======== Extracted information ========

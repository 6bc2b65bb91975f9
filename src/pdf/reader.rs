//! PDF document access built on PDFium
//!
//! Each extraction opens its own request-scoped document: the handle lives
//! inside [`with_document`] and is dropped on every exit path. Nothing is
//! shared or cached across requests.

use crate::error::{Error, Result};
use crate::pdf::ocr::OcrEngine;
use crate::pdf::range::PageRange;
use base64::Engine;
use pdfium_render::prelude::*;
use std::path::Path;

/// Text extracted from one page.
#[derive(Debug, Clone)]
pub struct PageText {
    /// Page number (1-indexed)
    pub page_number: u32,
    /// Page text with surrounding whitespace trimmed
    pub text: String,
}

/// Result of plain-text extraction over a page range.
#[derive(Debug, Clone)]
pub struct TextExtraction {
    /// Total number of pages in the document
    pub page_count: u32,
    /// Per-page text, ascending page order
    pub pages: Vec<PageText>,
}

/// Result of OCR extraction over a page range.
///
/// Unlike [`TextExtraction`] this carries a single concatenated string plus
/// the list of page numbers it covers. The two shapes differ on purpose; see
/// DESIGN.md.
#[derive(Debug, Clone)]
pub struct OcrExtraction {
    /// Concatenated page texts, each followed by a blank line
    pub text: String,
    /// Total number of pages in the document
    pub page_count: u32,
    /// Page numbers that were extracted, ascending
    pub extracted_pages: Vec<u32>,
}

/// One embedded image decoded from a page.
#[derive(Debug, Clone)]
pub struct PageImage {
    /// Synthesized id, `p{page}_img{index}` with a 0-based index
    pub image_id: String,
    /// Image width in pixels
    pub width: u32,
    /// Image height in pixels
    pub height: u32,
    /// Encoded image format (always "png")
    pub format: String,
    /// Base64 encoded image data
    pub image_b64: String,
}

/// Get PDFium instance (creates new instance each time - PDFium is not thread-safe)
fn create_pdfium() -> Result<Pdfium> {
    let bindings = Pdfium::bind_to_library(Pdfium::pdfium_platform_library_name_at_path("./"))
        .or_else(|_| {
            Pdfium::bind_to_library(Pdfium::pdfium_platform_library_name_at_path(
                "/opt/pdfium/lib",
            ))
        })
        .or_else(|_| Pdfium::bind_to_system_library())
        .map_err(|e| Error::Pdfium {
            reason: format!("Failed to initialize PDFium: {}", e),
        })?;

    Ok(Pdfium::new(bindings))
}

/// Open the document at `path` and run `f` against it.
///
/// The path existence check happens before anything is read, and the `%PDF`
/// magic check before the engine is initialized, so a missing or obviously
/// non-PDF file never touches PDFium. The document is dropped when `f`
/// returns, on both the success and error paths.
fn with_document<T>(path: &Path, f: impl FnOnce(&PdfDocument) -> Result<T>) -> Result<T> {
    if !path.exists() {
        return Err(Error::PdfNotFound {
            path: path.display().to_string(),
        });
    }

    let data = std::fs::read(path)?;
    if data.len() < 4 || &data[0..4] != b"%PDF" {
        return Err(Error::InvalidPdf {
            reason: "Not a valid PDF file".to_string(),
        });
    }

    let pdfium = create_pdfium()?;
    let document = pdfium
        .load_pdf_from_byte_slice(&data, None)
        .map_err(|e| Error::Pdfium {
            reason: format!("{}", e),
        })?;

    f(&document)
}

/// Iterate a normalized page range in ascending order, calling `page_fn`
/// once per page and collecting its results in order.
///
/// Both text tools share this path so the range handling cannot drift
/// between them.
fn extract_range<T>(
    document: &PdfDocument,
    range: PageRange,
    mut page_fn: impl FnMut(&PdfPage, u32) -> Result<T>,
) -> Result<Vec<T>> {
    let pages = document.pages();
    let mut results = Vec::with_capacity(range.len());

    for page_number in range.iter() {
        let page = pages
            .get((page_number - 1) as u16)
            .map_err(|e| Error::Pdfium {
                reason: format!("Failed to get page {}: {}", page_number, e),
            })?;
        results.push(page_fn(&page, page_number)?);
    }

    Ok(results)
}

/// Text layer of one page, trimmed.
fn page_text_layer(page: &PdfPage) -> String {
    page.text()
        .map(|t| t.all())
        .unwrap_or_default()
        .trim()
        .to_string()
}

/// Extract the text layer of every page in the (clamped) range.
pub fn extract_text(path: &Path, start_page: i32, end_page: Option<i32>) -> Result<TextExtraction> {
    with_document(path, |document| {
        let page_count = document.pages().len() as u32;
        let range = PageRange::normalize(start_page, end_page, page_count);

        let pages = extract_range(document, range, |page, page_number| {
            Ok(PageText {
                page_number,
                text: page_text_layer(page),
            })
        })?;

        Ok(TextExtraction { page_count, pages })
    })
}

/// Rasterize one page at `dpi` and run it through Tesseract.
fn recognize_page(page: &PdfPage, ocr: &mut OcrEngine, dpi: u32) -> Result<String> {
    let config = PdfRenderConfig::new().scale_page_by_factor(dpi as f32 / 72.0);
    let bitmap = page.render_with_config(&config).map_err(|e| Error::Pdfium {
        reason: format!("Failed to rasterize page: {}", e),
    })?;

    let mut png_bytes = Vec::new();
    bitmap
        .as_image()
        .write_to(
            &mut std::io::Cursor::new(&mut png_bytes),
            image::ImageFormat::Png,
        )
        .map_err(|e| Error::Ocr {
            reason: format!("Failed to encode page bitmap: {}", e),
        })?;

    ocr.recognize(&png_bytes, dpi)
}

/// Resolve one page's text from an OCR attempt, substituting the text layer
/// when the attempt failed.
///
/// Any per-page failure (rasterization, bitmap encoding, recognition) lands
/// here as an `Err` and is logged; the fallback is only evaluated when
/// needed.
fn ocr_text_or_fallback(
    attempt: Result<String>,
    page_number: u32,
    fallback: impl FnOnce() -> String,
) -> String {
    match attempt {
        Ok(recognized) => recognized,
        Err(e) => {
            tracing::warn!(page = page_number, error = %e, "OCR failed, falling back to text layer");
            fallback()
        }
    }
}

/// Extract text via OCR over the (clamped) range.
///
/// Each page is rendered at `dpi` and recognized with Tesseract. An OCR
/// failure on a page (engine init, rasterization, recognition) is logged as
/// a warning and that page's text layer is substituted; a failing page never
/// aborts the request.
pub fn extract_text_via_ocr(
    path: &Path,
    start_page: i32,
    end_page: Option<i32>,
    language: &str,
    dpi: u32,
) -> Result<OcrExtraction> {
    with_document(path, |document| {
        let page_count = document.pages().len() as u32;
        let range = PageRange::normalize(start_page, end_page, page_count);

        let mut engine = match OcrEngine::new(language) {
            Ok(engine) => Some(engine),
            Err(e) => {
                tracing::warn!(language, error = %e, "OCR engine unavailable, using text layer for all pages");
                None
            }
        };

        let mut text = String::new();
        extract_range(document, range, |page, page_number| {
            let page_text = match engine.as_mut() {
                Some(ocr) => {
                    ocr_text_or_fallback(recognize_page(page, ocr, dpi), page_number, || {
                        page_text_layer(page)
                    })
                }
                None => page_text_layer(page),
            };
            text.push_str(&page_text);
            text.push_str("\n\n");
            Ok(())
        })?;

        Ok(OcrExtraction {
            text,
            page_count,
            extracted_pages: range.iter().collect(),
        })
    })
}

/// Synthesize the stable id for an embedded image.
pub fn image_id(page_number: u32, index: usize) -> String {
    format!("p{}_img{}", page_number, index)
}

/// Extract the embedded images of a single page, in page order.
///
/// Unlike the range-based tools, an out-of-range `page_number` here is an
/// error carrying the requested value and the valid bounds.
pub fn extract_page_images(path: &Path, page_number: i32) -> Result<Vec<PageImage>> {
    with_document(path, |document| {
        let pages = document.pages();
        let page_count = pages.len() as u32;

        if page_number < 1 || page_number as u32 > page_count {
            return Err(Error::PageOutOfRange {
                page: page_number,
                total: page_count,
            });
        }

        let page = pages
            .get((page_number - 1) as u16)
            .map_err(|e| Error::Pdfium {
                reason: format!("Failed to get page {}: {}", page_number, e),
            })?;

        let mut images = Vec::new();
        for (object_index, object) in page.objects().iter().enumerate() {
            if let Some(image_object) = object.as_image_object() {
                // Images PDFium cannot decode are skipped; indices stay
                // contiguous over the decoded list.
                let dynamic_image = match image_object.get_processed_image(document) {
                    Ok(dynamic_image) => dynamic_image,
                    Err(e) => {
                        tracing::warn!(page = page_number, object_index, error = %e, "skipping undecodable image");
                        continue;
                    }
                };

                let mut png_bytes = Vec::new();
                if let Err(e) = dynamic_image.write_to(
                    &mut std::io::Cursor::new(&mut png_bytes),
                    image::ImageFormat::Png,
                ) {
                    tracing::warn!(page = page_number, object_index, error = %e, "skipping image that failed PNG encoding");
                    continue;
                }

                images.push(PageImage {
                    image_id: image_id(page_number as u32, images.len()),
                    width: dynamic_image.width(),
                    height: dynamic_image.height(),
                    format: "png".to_string(),
                    image_b64: base64::engine::general_purpose::STANDARD.encode(&png_bytes),
                });
            }
        }

        Ok(images)
    })
}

========

■ Assignment
Among the records, find each line where the word "config" occurs, and copy it.

■ Exercise result
    let config = PdfRenderConfig::new().scale_page_by_factor(dpi as f32 / 72.0);
    let bitmap = page.render_with_config(&config).map_err(|e| Error::Pdfium {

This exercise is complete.